- **REQUIRED WORK**
Look over the listing below and say how many of its lines include the string "impl"; give no more than that number.

- **MATERIAL PROVIDED**
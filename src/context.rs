//! Per-conversation shared state handed to context-aware tools
//!
//! A `ContextStore` is owned by exactly one session. Tools reach it through
//! a [`SharedContext`] handle that the dispatcher injects at call time; the
//! model never sees it.

use crate::session::SessionKey;
use serde::Serialize;
use serde_json::{Map, Value};
use std::sync::Arc;
use tokio::sync::Mutex;

/// Handle through which tools read and mutate the context
pub type SharedContext = Arc<Mutex<ContextStore>>;

/// Client answers accepted as approval, compared case-insensitively
pub const AFFIRMATIVE_ANSWERS: &[&str] = &["yes", "y", "approve", "approved", "ok"];

/// A question put to the client and its answer, once given
#[derive(Debug, Clone, PartialEq, Eq, Serialize)]
pub struct ApprovalRecord {
    pub question: String,
    pub answer: Option<String>,
}

impl ApprovalRecord {
    pub fn is_approved(&self) -> bool {
        self.answer.as_deref().is_some_and(|answer| {
            let answer = answer.trim();
            AFFIRMATIVE_ANSWERS
                .iter()
                .any(|yes| answer.eq_ignore_ascii_case(yes))
        })
    }
}

/// Where this session's work came from, when it was delegated
#[derive(Debug, Clone, PartialEq, Eq, Serialize)]
pub struct DelegationInfo {
    pub from_kind: String,
    pub to_kind: String,
    pub brief: String,
}

#[derive(Debug, Clone, Serialize)]
pub struct ContextStore {
    pub tenant_id: i64,
    pub conversation_id: i64,
    /// Kind of the session currently owning this store
    pub kind: String,
    approvals: Vec<ApprovalRecord>,
    delegations: Vec<DelegationInfo>,
    /// Free-form values tools accumulate (account ids, campaign drafts, ...)
    attributes: Map<String, Value>,
}

impl ContextStore {
    pub fn new(key: SessionKey, kind: impl Into<String>) -> Self {
        Self {
            tenant_id: key.tenant_id,
            conversation_id: key.conversation_id,
            kind: kind.into(),
            approvals: Vec::new(),
            delegations: Vec::new(),
            attributes: Map::new(),
        }
    }

    pub fn key(&self) -> SessionKey {
        SessionKey::new(self.tenant_id, self.conversation_id)
    }

    pub fn into_shared(self) -> SharedContext {
        Arc::new(Mutex::new(self))
    }

    // ------------------------------------------------------------------
    // Approvals
    // ------------------------------------------------------------------

    /// Record a pending `(question, None)` pair
    pub fn request_approval(&mut self, question: impl Into<String>) {
        self.approvals.push(ApprovalRecord {
            question: question.into(),
            answer: None,
        });
    }

    pub fn has_pending_approval(&self) -> bool {
        self.approvals.iter().any(|a| a.answer.is_none())
    }

    /// Answer the oldest pending question. Returns the question answered.
    pub fn answer_pending(&mut self, answer: impl Into<String>) -> Option<&str> {
        let record = self.approvals.iter_mut().find(|a| a.answer.is_none())?;
        record.answer = Some(answer.into());
        Some(record.question.as_str())
    }

    /// Exact-match lookup of an approved question
    pub fn is_approved(&self, question: &str) -> bool {
        self.approvals
            .iter()
            .any(|a| a.question == question && a.is_approved())
    }

    pub fn approvals(&self) -> &[ApprovalRecord] {
        &self.approvals
    }

    // ------------------------------------------------------------------
    // Attributes
    // ------------------------------------------------------------------

    pub fn set(&mut self, name: impl Into<String>, value: Value) {
        self.attributes.insert(name.into(), value);
    }

    pub fn get(&self, name: &str) -> Option<&Value> {
        self.attributes.get(name)
    }

    /// Every attribute, including the parameters the conversation was created with
    pub fn attributes(&self) -> &Map<String, Value> {
        &self.attributes
    }

    pub fn merge_attributes(&mut self, values: &Map<String, Value>) {
        for (name, value) in values {
            self.attributes.insert(name.clone(), value.clone());
        }
    }

    // ------------------------------------------------------------------
    // Delegation
    // ------------------------------------------------------------------

    pub fn delegations(&self) -> &[DelegationInfo] {
        &self.delegations
    }

    /// Context for a successor session of `to_kind` at the same key.
    ///
    /// Approvals, attributes, and earlier delegation hops carry over.
    #[must_use]
    pub fn carry_forward(&self, to_kind: &str, brief: &str) -> Self {
        let mut next = self.clone();
        next.delegations.push(DelegationInfo {
            from_kind: self.kind.clone(),
            to_kind: to_kind.to_string(),
            brief: brief.to_string(),
        });
        next.kind = to_kind.to_string();
        next
    }
}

- **COMPLETED TASK**
6